Considering the fact that only 3% of the water on earth is fresh water, and that more than half of that is in the form of inaccessible glaciers, it becomes clear just what an essential service Israeli water filtration leader Amiad provides to the world, with products that allow water companies and governments to filter out contaminants and produce clean water for users.
One of the first (and the biggest) water technology companies in the world, Amiad sells to 180 countries around the world, and employs over 400 people at its Galilee headquarters, said company CEO Arik Dayan. “In Israel, we have reached the point where we are able to recycle about 90% of our wastewater, and this is a model we are hoping to implement in the places where we work, to as great an extent as possible.”
Water filtration is not the “sexiest” technology in the world, admits Dayan, but it is one of the most important. “What we produce is true green technology, benefiting not just the environment, but helping to feed humanity. About 70% of fresh water is used in agriculture, while another 19% goes to industry.
As the population of the world grows, and more people in the developing world enter the middle class, the need for fresh water has skyrocketed. We are going to have to increase crop yields by 50% within two decades in order to feed the 8.3 billion people who will be inhabiting the world.
“With more demand comes more competition, and we have already seen wars breaking out over water,” Dayan added. In other words, advanced water filtration of the type offered by Amiad is important not just for the food economy – it is likely to be a key element in preventing war in the future.

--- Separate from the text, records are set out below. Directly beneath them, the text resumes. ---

use ratatui::layout::{Alignment, Rect};
use ratatui::style::{Color, Modifier, Style};
use ratatui::text::{Line, Span};
use ratatui::widgets::Paragraph;
use ratatui::Frame;

use crate::state::AppState;

pub fn draw_titlebar(f: &mut Frame, area: Rect, state: &AppState) {
    let title_text = format!("[ {} ]", state.title);
    let title_span = Span::styled(
        title_text,
        Style::default()
            .fg(Color::White)
            .add_modifier(Modifier::BOLD),
    );

    let widget = Paragraph::new(Line::from(title_span))
        .style(Style::default().bg(Color::DarkGray))
        .alignment(Alignment::Center);
    f.render_widget(widget, area);
}
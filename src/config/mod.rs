use anyhow::{bail, Context, Result};
use chrono::Duration;
use serde::Deserialize;
use std::path::{Path, PathBuf};

/// Upper bound for every second-valued setting (one day)
const MAX_SECONDS: i64 = 24 * 60 * 60;

/// Complete service configuration
#[derive(Debug, Clone, Default, Deserialize)]
pub struct AuthConfig {
    #[serde(default)]
    pub oauth: OAuthConfig,
    #[serde(default)]
    pub storage: StorageConfig,
    #[serde(default)]
    pub refresh: RefreshConfig,
    #[serde(default)]
    pub server: ServerConfig,
}

/// OAuth client registration and endpoints
#[derive(Debug, Clone, Deserialize)]
pub struct OAuthConfig {
    #[serde(default)]
    pub client_id: String,
    #[serde(default)]
    pub client_secret: String,
    #[serde(default = "default_auth_url")]
    pub auth_url: String,
    #[serde(default = "default_token_url")]
    pub token_url: String,
    /// Public base URL the provider redirects back to
    #[serde(default = "default_base_url")]
    pub base_url: String,
    /// How long an issued CSRF state stays acceptable
    #[serde(default = "default_state_ttl")]
    pub state_ttl_seconds: i64,
}

fn default_auth_url() -> String {
    "https://api.smartthings.com/oauth/authorize".to_string()
}

fn default_token_url() -> String {
    "https://auth-global.api.smartthings.com/oauth/token".to_string()
}

fn default_base_url() -> String {
    "http://localhost:8080".to_string()
}

fn default_state_ttl() -> i64 {
    600
}

impl Default for OAuthConfig {
    fn default() -> Self {
        Self {
            client_id: String::new(),
            client_secret: String::new(),
            auth_url: default_auth_url(),
            token_url: default_token_url(),
            base_url: default_base_url(),
            state_ttl_seconds: default_state_ttl(),
        }
    }
}

impl OAuthConfig {
    pub fn state_ttl(&self) -> Duration {
        Duration::seconds(self.state_ttl_seconds.clamp(0, MAX_SECONDS))
    }
}

/// Credential file location
#[derive(Debug, Clone, Deserialize)]
pub struct StorageConfig {
    #[serde(default = "default_storage_path")]
    pub path: PathBuf,
}

fn default_storage_path() -> PathBuf {
    PathBuf::from("smartthings_credentials.json")
}

impl Default for StorageConfig {
    fn default() -> Self {
        Self {
            path: default_storage_path(),
        }
    }
}

/// Refresh scheduling
#[derive(Debug, Clone, Deserialize)]
pub struct RefreshConfig {
    #[serde(default = "default_poll_interval")]
    pub poll_interval_seconds: u64,
    /// Safety margin applied to both validity checks and refresh triggers
    #[serde(default = "default_expiry_buffer")]
    pub expiry_buffer_seconds: i64,
}

fn default_poll_interval() -> u64 {
    60
}

fn default_expiry_buffer() -> i64 {
    300
}

impl Default for RefreshConfig {
    fn default() -> Self {
        Self {
            poll_interval_seconds: default_poll_interval(),
            expiry_buffer_seconds: default_expiry_buffer(),
        }
    }
}

impl RefreshConfig {
    pub fn poll_interval(&self) -> std::time::Duration {
        std::time::Duration::from_secs(self.poll_interval_seconds.min(MAX_SECONDS as u64))
    }

    pub fn expiry_buffer(&self) -> Duration {
        Duration::seconds(self.expiry_buffer_seconds.clamp(0, MAX_SECONDS))
    }
}

/// Callback listener
#[derive(Debug, Clone, Deserialize)]
pub struct ServerConfig {
    #[serde(default = "default_port")]
    pub port: u16,
}

fn default_port() -> u16 {
    8080
}

impl Default for ServerConfig {
    fn default() -> Self {
        Self {
            port: default_port(),
        }
    }
}

impl AuthConfig {
    /// Applies `SMARTTHINGS_*` environment overrides.
    pub fn apply_env(&mut self) -> Result<()> {
        self.apply_overrides(|key| std::env::var(key).ok())
    }

    /// Applies overrides from an arbitrary key lookup.
    pub fn apply_overrides<F>(&mut self, lookup: F) -> Result<()>
    where
        F: Fn(&str) -> Option<String>,
    {
        if let Some(v) = lookup("SMARTTHINGS_CLIENT_ID") {
            self.oauth.client_id = v;
        }
        if let Some(v) = lookup("SMARTTHINGS_CLIENT_SECRET") {
            self.oauth.client_secret = v;
        }
        if let Some(v) = lookup("SMARTTHINGS_BASE_URL") {
            self.oauth.base_url = v;
        }
        if let Some(v) = lookup("SMARTTHINGS_CREDENTIALS_PATH") {
            self.storage.path = PathBuf::from(v);
        }
        if let Some(v) = lookup("SMARTTHINGS_AUTH_PORT") {
            self.server.port = v
                .parse()
                .context("SMARTTHINGS_AUTH_PORT must be a valid port number")?;
        }
        Ok(())
    }

    /// Checks the settings the flow cannot run without.
    pub fn validate(&self) -> Result<()> {
        if self.oauth.client_id.is_empty() {
            bail!("oauth.client_id is required (or set SMARTTHINGS_CLIENT_ID)");
        }
        if self.oauth.client_secret.is_empty() {
            bail!("oauth.client_secret is required (or set SMARTTHINGS_CLIENT_SECRET)");
        }
        if !(1..=MAX_SECONDS).contains(&self.oauth.state_ttl_seconds) {
            bail!("oauth.state_ttl_seconds must be between 1 and {}", MAX_SECONDS);
        }
        if !(1..=MAX_SECONDS as u64).contains(&self.refresh.poll_interval_seconds) {
            bail!("refresh.poll_interval_seconds must be between 1 and {}", MAX_SECONDS);
        }
        if !(0..=MAX_SECONDS).contains(&self.refresh.expiry_buffer_seconds) {
            bail!("refresh.expiry_buffer_seconds must be between 0 and {}", MAX_SECONDS);
        }
        Ok(())
    }
}

/// Load configuration from TOML file
pub fn load_config<P: AsRef<Path>>(path: P) -> Result<AuthConfig> {
    let path = path.as_ref();
    let contents = std::fs::read_to_string(path)
        .with_context(|| format!("Failed to read config file {}", path.display()))?;
    let config: AuthConfig = toml::from_str(&contents).context("Failed to parse config file")?;
    Ok(config)
}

The results speak for themselves. “I recently visited India together with Economic Minister Naftali Bennett, where we met with some of Amiad’s customers. They told us that with our systems, they are able to recycle enough water to grow ten kilos of cucumbers in an area where they previously had been able to grow just one kilo,” said Dayan, who has heard versions of that story from around the world. “Ensuring that there is enough clean water to grow the food burgeoning populations need is a concern for farmers and governments everywhere, and in many areas governments are beginning to legislate use of recycled water,” with Amiad supplying the technology to filter out pollutants.
While Amiad, established in 1962, was one of the first companies in the world to produce advanced water filtration systems, today there are many competitors in the field. Amiad keeps its edge, said Dayan, by producing new technologies that it incorporates into products. For example, Amiad recently got into the water ballast business, and a “growth area” that is yielding not only new customers, but also new and improved technologies used in the core filtration business.
Under a new agreement that will take effect in 2015, nations belonging to the UN’s International Maritime Union (IMU) will have to purify ballast water they take on before discharging it. In order to ensure stability on the high seas, ships generally take on ballast water, which ensures that they do not tip over (heel) when hitting rough seas. But ballast water has, especially in recent years (as more giant ships than ever ply the oceans) become a major environmental hazard.
Bacteria, creatures, plants, and other features of one area are scooped up as part of ballast water when ships leave a port, and are discharged when a ship arrives at its destination – transferring not just the water, but invasive species or diseases that local aquatic life is unable to tolerate. In 1998, for example, a freighter from Europe dumped zebra mussels, native to the Caspian and Black Seas, into Lake St. Clair, and within a decade it became a dominant species there and in all of the neighboring Great Lakes, crowding out native species and costing the US billions of dollars a year. More tragically, an Asian ship in the mid-1990s discharged ballast water off the coast of Peru. The water contained a strain of cholera that infected local shellfish, which led to the deaths of 12,000 people.
Under a 2004 agreement – implementation of which has been postponed numerous times – ships, beginning in 2015, are going to have to filter the ballast water they dump at foreign ports. “This is a huge market,” said Dayan. “Many companies are trying to get a piece of it, but we have a big advantage because of our previous work with water officials in many countries.” The filtration technology Amiad has had to develop for its ship filtering product has helped the company upgrade its filters for municipal water systems, he added, allowing the company to produce better and more effective products for all of its markets.
Israel is recognized the world over for its innovation in water technology, said Dayan, and Amiad was proud to be a part of that. “We feel that we are very good ambassadors for Israel,” Dayan said. “We work in many places where Israel is not loved, to say the least, but we are proud of our roots, and we do not take any steps to hide it. All around the world, Israeli water technology is seen with great admiration, and we are proud to be a part of this.”